Photoinduced non-reciprocal phase transitions in strongly correlated materials

In systems driven out of equilibrium where the detailed balance is broken, the free energy minimization principle does not generically apply. In such situations, interparticle interactions do not necessarily have action-reaction symmetry. In fact, such non-reciprocal interactions are generic in soft active systems, e.g. chemically/optically activated colloids or cells interacting via quorum sensing. Recent studies showed that non-reciprocal interactions in many-body systems may lead to the emergence of the so-called non-reciprocal phase transition [1] to a time-dependent phase where the order parameter exhibits a persistent many-body ‘chase-and-runaway’ motion.
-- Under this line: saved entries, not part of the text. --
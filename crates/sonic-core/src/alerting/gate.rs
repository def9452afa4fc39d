//! Time-window gates
//!
//! [`CooldownGate`] limits how often a logical alert condition may produce a
//! message. [`NotificationGate`] limits how often the physical call channel
//! may be used. Both are keyed timestamp maps over the same primitive.

use std::collections::HashMap;

use chrono::{DateTime, Duration, Utc};

use crate::models::AlertKey;

/// Keyed "last stamped at" map with a minimum interval check
#[derive(Debug, Default)]
pub struct TimedGate {
    last_at: HashMap<AlertKey, DateTime<Utc>>,
}

impl TimedGate {
    /// Create an empty gate
    pub fn new() -> Self {
        Self::default()
    }

    /// Whether `window` has elapsed since `key` was last stamped. Does not mutate.
    pub fn is_open(&self, key: &AlertKey, now: DateTime<Utc>, window: Duration) -> bool {
        match self.last_at.get(key) {
            None => true,
            Some(last) => now.signed_duration_since(*last) >= window,
        }
    }

    /// Stamp `key` at `now`
    pub fn stamp(&mut self, key: &AlertKey, now: DateTime<Utc>) {
        self.last_at.insert(key.clone(), now);
    }

    /// Check and, if open, stamp
    pub fn allow(&mut self, key: &AlertKey, now: DateTime<Utc>, window: Duration) -> bool {
        if self.is_open(key, now, window) {
            self.stamp(key, now);
            true
        } else {
            false
        }
    }

    /// Time `key` was last stamped
    pub fn last(&self, key: &AlertKey) -> Option<DateTime<Utc>> {
        self.last_at.get(key).copied()
    }
}

/// Minimum interval between two messages for the same alert key
#[derive(Debug, Default)]
pub struct CooldownGate {
    inner: TimedGate,
}

impl CooldownGate {
    /// Create an empty gate
    pub fn new() -> Self {
        Self::default()
    }

    /// Admit a message for `key` and stamp it, or refuse inside the window
    pub fn allow(&mut self, key: &AlertKey, now: DateTime<Utc>, window: Duration) -> bool {
        self.inner.allow(key, now, window)
    }

    /// Time a message for `key` was last admitted
    pub fn last_fired(&self, key: &AlertKey) -> Option<DateTime<Utc>> {
        self.inner.last(key)
    }
}

/// Refractory period of the outbound call channel.
///
/// Checked before a call and stamped only once the call was placed or the
/// provider reported one already active, so a failed call is retried next cycle.
#[derive(Debug, Default)]
pub struct NotificationGate {
    inner: TimedGate,
}

impl NotificationGate {
    /// Create an empty gate
    pub fn new() -> Self {
        Self::default()
    }

    /// Whether the channel for `key` may be used at `now`
    pub fn is_open(&self, key: &AlertKey, now: DateTime<Utc>, window: Duration) -> bool {
        self.inner.is_open(key, now, window)
    }

    /// Record a call on the channel for `key`
    pub fn record_call(&mut self, key: &AlertKey, now: DateTime<Utc>) {
        self.inner.stamp(key, now);
    }

    /// Time the channel for `key` was last used
    pub fn last_call(&self, key: &AlertKey) -> Option<DateTime<Utc>> {
        self.inner.last(key)
    }
}

#[cfg(test)]
mod tests {
    use super::*;
    use crate::models::MetricFamily;
    use chrono::TimeZone;
    use rstest::rstest;

    fn t0() -> DateTime<Utc> {
        Utc.with_ymd_and_hms(2025, 3, 1, 12, 0, 0).unwrap()
    }

    fn key() -> AlertKey {
        AlertKey::subject(MetricFamily::Profit, "pos-1")
    }

    #[rstest]
    #[case(500, false)]
    #[case(899, false)]
    #[case(900, true)]
    #[case(901, true)]
    fn test_cooldown_window(#[case] offset_secs: i64, #[case] allowed: bool) {
        let mut gate = CooldownGate::new();
        let window = Duration::seconds(900);
        assert!(gate.allow(&key(), t0(), window));
        assert_eq!(
            gate.allow(&key(), t0() + Duration::seconds(offset_secs), window),
            allowed
        );
    }

    #[test]
    fn test_cooldown_refusal_does_not_restamp() {
        let mut gate = CooldownGate::new();
        let window = Duration::seconds(900);
        assert!(gate.allow(&key(), t0(), window));
        assert!(!gate.allow(&key(), t0() + Duration::seconds(500), window));
        assert_eq!(gate.last_fired(&key()), Some(t0()));
        assert!(gate.allow(&key(), t0() + Duration::seconds(901), window));
    }

    #[test]
    fn test_zero_window_always_allows() {
        let mut gate = CooldownGate::new();
        assert!(gate.allow(&key(), t0(), Duration::zero()));
        assert!(gate.allow(&key(), t0(), Duration::zero()));
    }

    #[test]
    fn test_notification_gate_only_closes_on_record() {
        let mut gate = NotificationGate::new();
        let window = Duration::seconds(3600);
        let channel = AlertKey::aggregated();

        assert!(gate.is_open(&channel, t0(), window));
        assert!(gate.is_open(&channel, t0(), window));

        gate.record_call(&channel, t0());
        assert!(!gate.is_open(&channel, t0() + Duration::seconds(1800), window));
        assert!(gate.is_open(&channel, t0() + Duration::seconds(3600), window));
        assert_eq!(gate.last_call(&channel), Some(t0()));
    }
}
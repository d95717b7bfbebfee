//! Escaping of single bytes for inclusion in a C/C++ string literal.
//!
//! Every byte value maps to exactly one [`Escape`] class, independently of the bytes around it.
//! Reading the rendered text back as a string literal yields the original byte.

use std::io::{self, Write};

/// How a byte is represented inside a string literal.
#[derive(Clone, Copy, Debug, PartialEq, Eq, Hash)]
pub enum Escape {
   /// Printable ASCII that is safe to emit verbatim.
   Literal,
   /// `\0`, `\n`, `\r` or `\t`.
   Named,
   /// A backslash followed by the character itself: `\"`, `\'`, `\\` and `\?`.
   ///
   /// The question mark is escaped so that no trigraph can ever form in the output.
   Quoted,
   /// A backslash followed by exactly three octal digits.
   Octal,
}

impl Escape {
   /// Classifies a byte.
   pub const fn of(byte: u8) -> Self {
      match byte {
         b'\0' | b'\n' | b'\r' | b'\t' => Self::Named,
         b'"' | b'\'' | b'\\' | b'?' => Self::Quoted,
         0x20..=0x7e => Self::Literal,
         _ => Self::Octal,
      }
   }

   /// The number of characters the escaped form occupies.
   pub const fn len(self) -> usize {
      match self {
         Self::Literal => 1,
         Self::Named | Self::Quoted => 2,
         Self::Octal => 4,
      }
   }
}

/// The class of every byte value, indexed by the byte.
pub const CLASSES: [Escape; 256] = {
   let mut table = [Escape::Octal; 256];
   let mut i = 0;
   while i < 256 {
      table[i] = Escape::of(i as u8);
      i += 1;
   }
   table
};

/// The rendered form of one byte. At most four characters long.
#[derive(Clone, Copy, Debug, PartialEq, Eq)]
pub struct Escaped {
   buf: [u8; 4],
   len: u8,
}

impl Escaped {
   pub fn as_bytes(&self) -> &[u8] {
      &self.buf[..self.len as usize]
   }

   pub fn as_str(&self) -> &str {
      // Every rendered form is plain ASCII.
      std::str::from_utf8(self.as_bytes()).unwrap_or_default()
   }
}

impl AsRef<[u8]> for Escaped {
   fn as_ref(&self) -> &[u8] {
      self.as_bytes()
   }
}

/// Renders a single byte.
pub fn escape(byte: u8) -> Escaped {
   let class = CLASSES[byte as usize];
   let buf = match class {
      Escape::Literal => [byte, 0, 0, 0],
      Escape::Named => {
         let name = match byte {
            b'\0' => b'0',
            b'\n' => b'n',
            b'\r' => b'r',
            _ => b't',
         };
         [b'\\', name, 0, 0]
      }
      Escape::Quoted => [b'\\', byte, 0, 0],
      Escape::Octal => [b'\\', b'0' + byte / 64, b'0' + (byte % 64) / 8, b'0' + byte % 8],
   };
   Escaped { buf, len: class.len() as u8 }
}

/// Writes the escaped form of `byte` to `out`.
pub fn write_escaped<W: Write>(out: &mut W, byte: u8) -> io::Result<()> {
   out.write_all(escape(byte).as_bytes())
}

/// Escapes a run of bytes, e.g. a file name that ends up inside a literal.
pub fn escape_bytes(bytes: &[u8]) -> String {
   let mut out = String::with_capacity(bytes.len());
   for &byte in bytes {
      out.push_str(escape(byte).as_str());
   }
   out
}
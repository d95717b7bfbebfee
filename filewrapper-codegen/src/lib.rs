//! Code generation for filewrapper. Turns files into C++ string constants, listed in a table of
//! contents that programs can walk at run time.
//!
//! The generated header declares
//!
//! ```c++
//! const FileToc* <name>_create();
//! size_t <name>_size();
//! ```
//!
//! and the implementation file defines one `std::string_view` constant per file plus the
//! `kToc` array they are listed in, terminated by an entry with null `name` and `data`.

pub mod emit;
pub mod error;
pub mod escape;
pub mod ident;
pub mod templates;
pub mod toc;

pub use emit::{write_header, ConstData, Context, SourceGenerator};
pub use error::{Error, Result};
pub use toc::check_unique;
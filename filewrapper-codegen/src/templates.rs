//! Fixed pieces of generated text.

/// First line of every generated file.
pub const BANNER: &str = "// Automatically generated by filewrapper\n";

/// Guard shared by every generated header, so that `FileToc` is declared only once per
/// translation unit no matter how many tables are included. It matches the guard of Sandboxed
/// API's own `file_toc.h`, which declares the same struct.
pub const FILE_TOC_GUARD: &str = "SANDBOXED_API_FILE_TOC_H_";

/// Declaration of the table of contents entry.
pub const FILE_TOC_STRUCT: &str = r#"#include <cstddef>

struct FileToc {
  const char* name;
  const char* data;
  size_t size;
  // Reserved. Never computed, always zero.
  unsigned char md5digest[16];
};
"#;

/// Headers the implementation file needs besides its own header.
pub const SOURCE_INCLUDES: &str = "#include <string_view>\n";

/// Start of the table of contents array.
pub const TOC_BEGIN: &str = "\nconstexpr FileToc kToc[] = {\n";

/// Sentinel entry and end of the table of contents array.
pub const TOC_END: &str = r#"
    // Terminate array
    {nullptr, nullptr, 0, {}},
};
"#;
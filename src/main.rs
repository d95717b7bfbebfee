use std::path::PathBuf;

use filewrapper_codegen::{check_unique, Context};
use pbr::ProgressBar;
use structopt::clap::AppSettings;
use structopt::StructOpt;

mod embed;
mod progress;

/// Wraps files into a generated C++ header and implementation file.
#[derive(StructOpt)]
#[structopt(name = "filewrapper", setting = AppSettings::AllowLeadingHyphen)]
struct Args {
   /// Package path. Used for the header's include path and its guard.
   package: String,

   /// Name of the table of contents. Its accessors are `<NAME>_create` and `<NAME>_size`.
   name: String,

   /// Namespace to wrap all declarations in. Pass an empty string for none.
   namespace: String,

   /// The generated header file.
   #[structopt(parse(from_os_str))]
   output_h: PathBuf,

   /// The generated implementation file.
   #[structopt(parse(from_os_str))]
   output_cc: PathBuf,

   /// Files to embed, in the order they should appear in the table of contents.
   #[structopt(parse(from_os_str), required = true)]
   inputs: Vec<PathBuf>,

   /// Reports every step of the generation.
   #[structopt(short, long)]
   verbose: bool,

   /// Shows a progress bar while embedding files.
   #[structopt(long)]
   progress: bool,
}

fn run(args: &Args) -> anyhow::Result<()> {
   let task = |name: &str| {
      if args.verbose {
         progress::task(name);
      }
   };

   let context = Context::new(&args.package, &args.name, &args.namespace);
   let input_names: Vec<_> = args.inputs.iter().map(|path| embed::path_bytes(path)).collect();
   check_unique(input_names.iter().map(|name| &name[..]))?;

   task(&format!("Writing header {}", args.output_h.display()));
   embed::header(&context, &args.output_h)?;

   task(&format!("Embedding {} files into {}", args.inputs.len(), args.output_cc.display()));
   let input_count = args.inputs.len() as u64;
   let progress_bar = args.progress.then(|| ProgressBar::on(std::io::stderr(), input_count));
   embed::source(&context, &args.output_cc, &args.inputs, progress_bar)?;

   Ok(())
}

fn main() {
   let args = Args::from_args();
   if let Err(error) = run(&args) {
      progress::error(&error);
      std::process::exit(1);
   }
}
In this talk, we will show that non-reciprocal phase transition can emerge in solid-state platforms such as layered ferromagnets [2] and multi-Q charge/spin density waves by injecting light at an appropriately tuned frequency. We show that the interactions between electrons can become non-reciprocal, by injecting light that turns on a decay channel to a virtually excited state, directly affecting the nature of electron-electron interactions. We estimate that the required power for their emergence is within the reach of current state-of-the-art experiments. Our work paves the way to bring photo-excited solid-state platforms to the realm of non-reciprocal science.



[1] M. Fruchart*, R. Hanai*, P. B. Littlewood, V. Vitelli, Nature 592, 363 (2021).

[2] R. Hanai, D. Ootsuki, and R. Tazai, arXiv:2406.05957.